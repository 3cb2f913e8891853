use crate::Size;

#[derive(Debug)]
#[non_exhaustive]
pub enum DecodeError {
    /// The data stream is too short for the requested (or inferred) image
    /// size.
    InvalidResolution {
        size: Size,
        required_bytes: u64,
        available_bytes: u64,
    },
    /// The reader ran out of data in the middle of the image.
    ///
    /// This happens when the stream length passed to the decoder is larger
    /// than what the reader actually provides.
    ShortRead {
        block_index: u64,
        /// How many bytes of the block could be read.
        bytes_read: usize,
    },
    /// The output buffer (or a working buffer) could not be allocated.
    AllocationFailure { bytes: u64 },
    /// The image has more pixels than [`crate::Options::max_pixels`] allows.
    PixelLimitExceeded { size: Size, limit: u64 },
    /// The block doesn't decode to any mode.
    ///
    /// Every 64-bit value is a valid block, so this indicates a bug in the
    /// decoder rather than corrupted data.
    UnrecognizedMode { block: u64 },
    /// The resolved width or height is zero.
    ///
    /// This happens when inferring the size of an (almost) empty stream.
    ZeroDimension { size: Size },
    /// The number of blocks in the stream is not a multiple of the blocks per
    /// row.
    ///
    /// Only returned in strict mode. See [`crate::Options::strict`].
    UnevenBlockCount {
        available_blocks: u64,
        width_blocks: u64,
    },
    /// The stream length is not a multiple of 8 bytes.
    ///
    /// Only returned in strict mode. See [`crate::Options::strict`].
    TrailingBytes { len: u64 },
    /// [`crate::EtcDecoder::read_into`] requires that the buffer size is
    /// exactly the size of the decoded image. No more, no less.
    UnexpectedBufferSize { expected: usize, actual: usize },

    Io(std::io::Error),
}

impl std::fmt::Display for DecodeError {
    fn fmt(&self, f: &mut std::fmt::Formatter<'_>) -> std::fmt::Result {
        match self {
            DecodeError::InvalidResolution {
                size,
                required_bytes,
                available_bytes,
            } => {
                write!(
                    f,
                    "Invalid resolution {}: requires {} bytes, but only {} are available",
                    size, required_bytes, available_bytes
                )
            }
            DecodeError::ShortRead {
                block_index,
                bytes_read,
            } => {
                write!(
                    f,
                    "Unexpected end of data in block {} ({} of 8 bytes read)",
                    block_index, bytes_read
                )
            }
            DecodeError::AllocationFailure { bytes } => {
                write!(f, "Failed to allocate {} bytes", bytes)
            }
            DecodeError::PixelLimitExceeded { size, limit } => {
                write!(
                    f,
                    "Image size {} exceeds the limit of {} pixels",
                    size, limit
                )
            }
            DecodeError::UnrecognizedMode { block } => {
                write!(f, "Unrecognized mode for block {:#018x}", block)
            }
            DecodeError::ZeroDimension { size } => {
                write!(f, "The width or height of the image is zero ({})", size)
            }
            DecodeError::UnevenBlockCount {
                available_blocks,
                width_blocks,
            } => {
                write!(
                    f,
                    "{} blocks do not fill whole rows of {} blocks",
                    available_blocks, width_blocks
                )
            }
            DecodeError::TrailingBytes { len } => {
                write!(f, "Stream length {} is not a multiple of 8 bytes", len)
            }
            DecodeError::UnexpectedBufferSize { expected, actual } => {
                write!(
                    f,
                    "Unexpected buffer size: expected {} bytes, got {}",
                    expected, actual
                )
            }
            DecodeError::Io(error) => write!(f, "I/O error: {}", error),
        }
    }
}

impl From<std::io::Error> for DecodeError {
    fn from(error: std::io::Error) -> Self {
        DecodeError::Io(error)
    }
}

impl std::error::Error for DecodeError {
    fn source(&self) -> Option<&(dyn std::error::Error + 'static)> {
        match self {
            DecodeError::Io(error) => Some(error),
            _ => None,
        }
    }
}
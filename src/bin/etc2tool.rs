use std::error::Error;
use std::fs::File;
use std::io::BufReader;
use std::path::PathBuf;

use argh::FromArgs;
use etc2::{EtcDecoder, Options, Size};
use tracing_subscriber::EnvFilter;

#[derive(FromArgs, Debug)]
/// Decode a raw stream of ETC1/ETC2 RGB blocks into an image
struct Args {
    /// input file with the block data
    #[argh(positional)]
    input: PathBuf,

    /// output file; written as PNG if it ends in `.png`, as raw RGB8 bytes otherwise
    #[argh(positional)]
    output: PathBuf,

    /// image width in pixels [default: inferred]
    #[argh(positional)]
    width: Option<u32>,

    /// image height in pixels [default: inferred]
    #[argh(positional)]
    height: Option<u32>,

    /// reject trailing bytes and partial rows of blocks
    #[argh(switch)]
    strict: bool,

    /// print debug logs
    #[argh(switch, short = 'v')]
    verbose: bool,
}

fn main() -> Result<(), Box<dyn Error>> {
    let args: Args = argh::from_env();

    let default_level = if args.verbose { "debug" } else { "warn" };
    let _ = tracing_subscriber::fmt()
        .with_env_filter(
            EnvFilter::try_from_default_env().unwrap_or_else(|_| EnvFilter::new(default_level)),
        )
        .with_writer(std::io::stderr)
        .try_init();

    let mut options = Options::default();
    options.strict = args.strict;

    let size = Size::new(args.width.unwrap_or(0), args.height.unwrap_or(0));
    let reader = BufReader::new(File::open(&args.input)?);
    let decoder = EtcDecoder::from_seekable_with_options(reader, size, &options)?;
    let image = decoder.read_image()?;

    let size = image.size();
    let is_png = args
        .output
        .extension()
        .is_some_and(|ext| ext.eq_ignore_ascii_case("png"));
    if is_png {
        let rgb = image
            .into_rgb_image()
            .map_err(|_| "decoded image does not fit an RGB buffer")?;
        rgb.save_with_format(&args.output, image::ImageFormat::Png)?;
    } else {
        std::fs::write(&args.output, image.data())?;
    }

    eprintln!("{}x{}", size.width, size.height);
    Ok(())
}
##########
• What the task asks
Every line of the records above where the string "limit" is found should be copied.

• Output for this task
    PixelLimitExceeded { size: Size, limit: u64 },
            DecodeError::PixelLimitExceeded { size, limit } => {
                    "Image size {} exceeds the limit of {} pixels",
                    size, limit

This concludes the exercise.